3.2. Reclassification, Reorganization and Consolidation. In case of any reclassification, merger, capital reorganization or change in the capital stock of the Company (other than as a result of a subdivision, combination or stock dividend provided for in Section 3.1 above), then, as a condition of such reclassification, merger, reorganization or change, lawful provision shall be made, and duly executed documents evidencing the same from the Company or its successor shall be delivered to the Holder, so that the Holder shall have the right at any time prior to the expiration of this Warrant to purchase, at a total price equal to that payable upon the exercise of this Warrant, the kind and amount of shares of stock and other securities or property receivable in connection with such reclassification, merger, reorganization or change by a holder of the same number and type of securities as were purchasable as Warrant Stock by the Holder immediately prior to such reclassification, merger, reorganization or change. In any such case appropriate provisions shall be made with respect to the rights and interest of the Holder so that the provisions hereof shall thereafter be applicable with respect to any shares of stock or other securities or property deliverable upon exercise hereof, and appropriate adjustments shall be made to the Purchase Price per Warrant Share payable hereunder, provided the aggregate Purchase Price shall remain the same.

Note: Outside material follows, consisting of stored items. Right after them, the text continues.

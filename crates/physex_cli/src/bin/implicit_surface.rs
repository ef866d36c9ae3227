use anyhow::Result;
use clap::Parser;
use physex_cli::plot::render_implicit_surface;
use physex_cli::{emit, init_logging, CommonArgs, PlotArgs};
use physex_core::exercises::implicit_surface::implicit_surfaces;
use physex_core::isosurface::IsosurfaceSettings;

/// The surfaces φ₁ = 0 and φ₂ = 0, the point (2, 1, 1) and the tangent there.
#[derive(Parser, Debug)]
#[command(name = "implicit_surface", version)]
struct Cli {
    #[command(flatten)]
    common: CommonArgs,

    #[command(flatten)]
    plot: PlotArgs,

    /// Grid points per axis
    #[arg(long, default_value_t = 100)]
    samples: usize,
}

fn run(cli: &Cli) -> Result<()> {
    let settings = IsosurfaceSettings::with_samples(cli.samples);
    let report = implicit_surfaces(&settings)?;
    emit(&report, cli.common.json)?;
    if let Some(path) = cli.plot.target("implicit_surface.svg") {
        render_implicit_surface(&report, &path)?;
    }
    Ok(())
}

fn main() -> Result<()> {
    let cli = Cli::parse();
    init_logging(&cli.common);
    run(&cli).inspect_err(|e| log::error!("{e:#}"))
}
//! Shared plumbing for the exercise binaries: command-line options, logging
//! setup, report output and SVG rendering.

pub mod cli;
pub mod logging;
pub mod output;
pub mod plot;

pub use cli::{CommonArgs, LogLevel, PlotArgs, SolveArgs};
pub use logging::init_logging;
pub use output::emit;
//! Error taxonomy for the simulation crate.
//!
//! All fatal conditions funnel into [`SimError`]; the binary reports the
//! message and exits non-zero. Diagnostic-output write failures are *not*
//! routed through here as fatal errors — the driver logs them and keeps
//! stepping, since losing a dump is preferable to losing the run.

use std::path::PathBuf;

use thiserror::Error;

/// Possible failure modes of a simulation run.
///
/// The variants mirror the points where a run can die:
/// before allocation (configuration), at component construction
/// (feature mismatch), before the loop (initial conditions), or
/// inside the loop (numerical blowup).
#[derive(Debug, Error)]
pub enum SimError {
    /// Missing config file, unparseable value, or unknown selector.
    #[error("configuration error: {0}")]
    Config(String),

    /// Incompatible feature combination detected at component construction,
    /// e.g. the scalar sector without an evolved shift.
    #[error("feature mismatch: {0}")]
    FeatureMismatch(String),

    /// Initial data failed a sanity check (negative density, NaN) before
    /// the evolution loop was entered.
    #[error("initial condition failure: {0}")]
    InitialConditions(String),

    /// A NaN appeared in a primary field at a diagnostic boundary.
    /// State accumulated up to `step` has been flushed to disk.
    #[error("numerical blowup: NaN detected at step {step}")]
    NumericalBlowup { step: usize },

    /// Filesystem error while setting up the output directory or log.
    #[error("I/O error: {0}")]
    Io(#[from] std::io::Error),

    /// The output directory could not be created or written to.
    #[error("cannot use output path {}: {source}", path.display())]
    OutputDir {
        path: PathBuf,
        source: std::io::Error,
    },
}

/// Crate-wide result alias.
pub type Result<T> = std::result::Result<T, SimError>;

#[cfg(test)]
mod tests {
    use super::*;

    #[test]
    fn display_messages_are_actionable() {
        let e = SimError::Config("missing key `steps`".to_string());
        assert!(e.to_string().contains("steps"));

        let e = SimError::NumericalBlowup { step: 42 };
        assert!(e.to_string().contains("42"));
    }

    #[test]
    fn io_errors_convert() {
        fn fails() -> Result<()> {
            Err(std::io::Error::new(std::io::ErrorKind::NotFound, "gone"))?;
            Ok(())
        }
        assert!(matches!(fails(), Err(SimError::Io(_))));
    }
}
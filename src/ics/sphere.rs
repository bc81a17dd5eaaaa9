//! Spherical shell of perturbations around a central observer.
//!
//! A Gaussian-profile shell of conformal-factor fluctuations at radius
//! `N dx / 5`, with the angular structure drawn from random spherical-
//! harmonic coefficients at a single fixed `l`. The negative-m
//! coefficients are constructed as `a_{l,-m} = (-1)^m conj(a_{lm})`, the
//! combination that makes `sum_m a_lm Y_lm` real; the reconstruction is
//! still checked pointwise and aborts if an imaginary residue above 1e-6
//! survives.

use num_complex::Complex64;
use rand::rngs::StdRng;
use rand::{Rng, SeedableRng};
use rand_distr::StandardNormal;

use crate::bssn::Bssn;
use crate::config::RunConfig;
use crate::error::{Result, SimError};
use crate::grid::GridArray;
use crate::ics::harmonics::spherical_harmonic;
use crate::output::IoContext;
use crate::physics::Dust;
use crate::solver::FrwIntegrator;

use std::f64::consts::PI;

/// The `sphere` preset.
pub fn set_sphere(
    bssn: &mut Bssn,
    dust: &mut Dust,
    frw: &mut FrwIntegrator,
    cfg: &RunConfig,
    io: &mut IoContext,
) -> Result<()> {
    let amp = cfg.shell_amplitude;
    let l = cfg.shell_angular_scale_l;
    io.log(&format!(
        "Generating shell ICs with angular scale l = {l}, amplitude = {amp:e}"
    ));

    let (nx, ny, nz) = bssn.shape();
    let dx = cfg.dx;

    // Shell around the box center, radius a third of the way out.
    let x0 = (nx as f64 - 0.5) * dx / 2.0;
    let y0 = (ny as f64 - 0.5) * dx / 2.0;
    let z0 = (nz as f64 - 0.5) * dx / 2.0;
    let r_shell = nx as f64 * dx / 5.0;
    let shell_width = nx as f64 * dx / 10.0;

    // Random a_lm with the conjugate symmetry of a real field.
    let m_idx = |m: i64| (l as i64 + m) as usize;
    let mut alms = vec![Complex64::default(); 2 * l + 1];
    let mut rng = StdRng::seed_from_u64(cfg.ic_seed);
    alms[m_idx(0)] = Complex64::new(rng.sample(StandardNormal), 0.0);
    for m in 1..=l as i64 {
        let phase: f64 = rng.gen_range(0.0..2.0 * PI);
        let amp_m: f64 = rng.sample(StandardNormal);
        alms[m_idx(m)] = Complex64::from_polar(amp_m, phase);
        let sign = if m % 2 == 0 { 1.0 } else { -1.0 };
        alms[m_idx(-m)] = sign * alms[m_idx(m)].conj();
    }

    let mut xi = GridArray::zeros("xi", nx, ny, nz);
    for i in 0..nx {
        for j in 0..ny {
            for k in 0..nz {
                let x = i as f64 * dx - x0;
                let y = j as f64 * dx - y0;
                let z = k as f64 * dx - z0;
                let r = (x * x + y * y + z * z).sqrt();
                let theta = (z / r).acos();
                let phi = y.atan2(x);

                let mut sum = Complex64::default();
                for m in -(l as i64)..=(l as i64) {
                    sum += alms[m_idx(m)] * spherical_harmonic(l, m, theta, phi);
                }
                if sum.im.abs() > 1e-6 {
                    return Err(SimError::InitialConditions(format!(
                        "significant imaginary component {:e} in shell reconstruction",
                        sum.im
                    )));
                }

                // Gaussian radial profile of the shell.
                let arg = (r - r_shell) / (2.0 * (4.0 * shell_width));
                let u_r = amp * (-arg * arg).exp();
                xi.set(i, j, k, u_r * sum.re);
            }
        }
    }

    super::finalize_conformal_density(bssn, dust, frw, &xi, cfg, io)
}

// =============================================================================
// Tests
// =============================================================================

#[cfg(test)]
mod tests {
    use super::*;
    use crate::bssn::BssnOptions;
    use crate::fourier::Fourier;
    use crate::ics::tests::test_run_config;

    #[test]
    fn shell_reconstruction_is_real_for_every_l() {
        for l in 1..=3 {
            let cfg = test_run_config(
                8,
                &format!("ICs=sphere\nshell_angular_scale_l={l}\nshell_amplitude=1e-5\n"),
            );
            let mut bssn = Bssn::new(8, 8, 8, 0.1, BssnOptions::synchronous(1.0));
            let mut dust = Dust::new(8, 8, 8);
            let mut frw = FrwIntegrator::new(0.1, 0.0, 0.0);
            let mut fourier = Fourier::new(8, 8, 8);
            let tmp = tempfile::tempdir().unwrap();
            let mut io = IoContext::new(tmp.path()).unwrap();
            crate::ics::apply(&mut bssn, &mut dust, &mut frw, &mut fourier, &cfg, &mut io)
                .unwrap_or_else(|e| panic!("l = {l}: {e}"));
        }
    }

    #[test]
    fn perturbation_is_confined_to_the_shell() {
        let cfg = test_run_config(
            16,
            "ICs=sphere\nshell_angular_scale_l=2\nshell_amplitude=1e-4\n",
        );
        let mut bssn = Bssn::new(16, 16, 16, 0.1, BssnOptions::synchronous(1.0));
        let mut dust = Dust::new(16, 16, 16);
        let mut frw = FrwIntegrator::new(0.1, 0.0, 0.0);
        let tmp = tempfile::tempdir().unwrap();
        let mut io = IoContext::new(tmp.path()).unwrap();
        set_sphere(&mut bssn, &mut dust, &mut frw, &cfg, &mut io).unwrap();

        use crate::bssn::fields::FieldId;
        let phi = bssn.fields().p(FieldId::Phi);
        // Perturbations exist...
        assert!(phi.max_abs() > 0.0);
        // ...and are bounded by the shell amplitude times the largest
        // harmonic magnitude (order one for small l).
        assert!(phi.max_abs() < 1e-2);
    }
}
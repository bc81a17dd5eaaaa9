//! Cosmological constant.
//!
//! A stateless component: constant energy density `rho_L` with pressure
//! `p = -rho_L`, so the stress trace is `S = 3p = -3 rho_L`. No momentum,
//! no trace-free stress, nothing to evolve.

use crate::bssn::{BssnFields, SourceSlots};
use crate::physics::MatterComponent;
use crate::solver::FrwRef;

#[derive(Debug, Clone, Copy)]
pub struct Lambda {
    rho_l: f64,
}

impl Lambda {
    pub fn new(rho_l: f64) -> Self {
        Self { rho_l }
    }

    pub fn density(&self) -> f64 {
        self.rho_l
    }
}

impl MatterComponent for Lambda {
    fn name(&self) -> &'static str {
        "lambda"
    }

    fn add_bssn_source(&mut self, _fields: &BssnFields, src: &mut SourceSlots, _frw: &FrwRef) {
        let rho_l = self.rho_l;
        src.r.view_mut().par_map_inplace(|v| *v += rho_l);
        src.s.view_mut().par_map_inplace(|v| *v -= 3.0 * rho_l);
    }
}

// =============================================================================
// Tests
// =============================================================================

#[cfg(test)]
mod tests {
    use super::*;
    use crate::bssn::{Bssn, BssnOptions};
    use crate::physics::Dust;

    #[test]
    fn constant_density_and_negative_pressure_trace() {
        let mut bssn = Bssn::new(4, 4, 4, 0.1, BssnOptions::synchronous(1.0));
        let mut lambda = Lambda::new(0.02);
        let (fields, src) = bssn.split_sources_mut();
        lambda.add_bssn_source(fields, src, &FrwRef::default());
        assert!((src.r.get(2, 1, 0) - 0.02).abs() < 1e-15);
        assert!((src.s.get(2, 1, 0) + 0.06).abs() < 1e-15);
        assert_eq!(src.stf[0].max_abs(), 0.0);
    }

    #[test]
    fn aggregation_is_order_independent() {
        let mut a = Bssn::new(4, 4, 4, 0.1, BssnOptions::synchronous(1.0));
        let mut b = Bssn::new(4, 4, 4, 0.1, BssnOptions::synchronous(1.0));
        let mut dust = Dust::new(4, 4, 4);
        dust.density_mut().set(1, 1, 1, 0.4);
        let mut lambda = Lambda::new(0.01);
        let frw = FrwRef::default();

        {
            let (fields, src) = a.split_sources_mut();
            dust.add_bssn_source(fields, src, &frw);
            lambda.add_bssn_source(fields, src, &frw);
        }
        {
            let (fields, src) = b.split_sources_mut();
            lambda.add_bssn_source(fields, src, &frw);
            dust.add_bssn_source(fields, src, &frw);
        }
        for i in 0..4 {
            for j in 0..4 {
                for k in 0..4 {
                    assert_eq!(a.sources().r.get(i, j, k), b.sources().r.get(i, j, k));
                    assert_eq!(a.sources().s.get(i, j, k), b.sources().s.get(i, j, k));
                }
            }
        }
    }
}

3.3. Certificate of Adjustment. When any adjustment is required to be made in the Purchase Price, the Company shall promptly mail to the Holder a certificate setting forth the Purchase Price after such adjustment and setting forth a brief statement of the facts requiring such adjustment. Delivery of such certificate shall be deemed to be a final and binding determination with respect to such adjustment unless challenged by the Holder within ten (10) days of receipt thereof. Such certificate shall also set forth the kind and amount of stock or other securities or property into which this Warrant shall be exercisable following the occurrence of any of the events specified in this Section 3.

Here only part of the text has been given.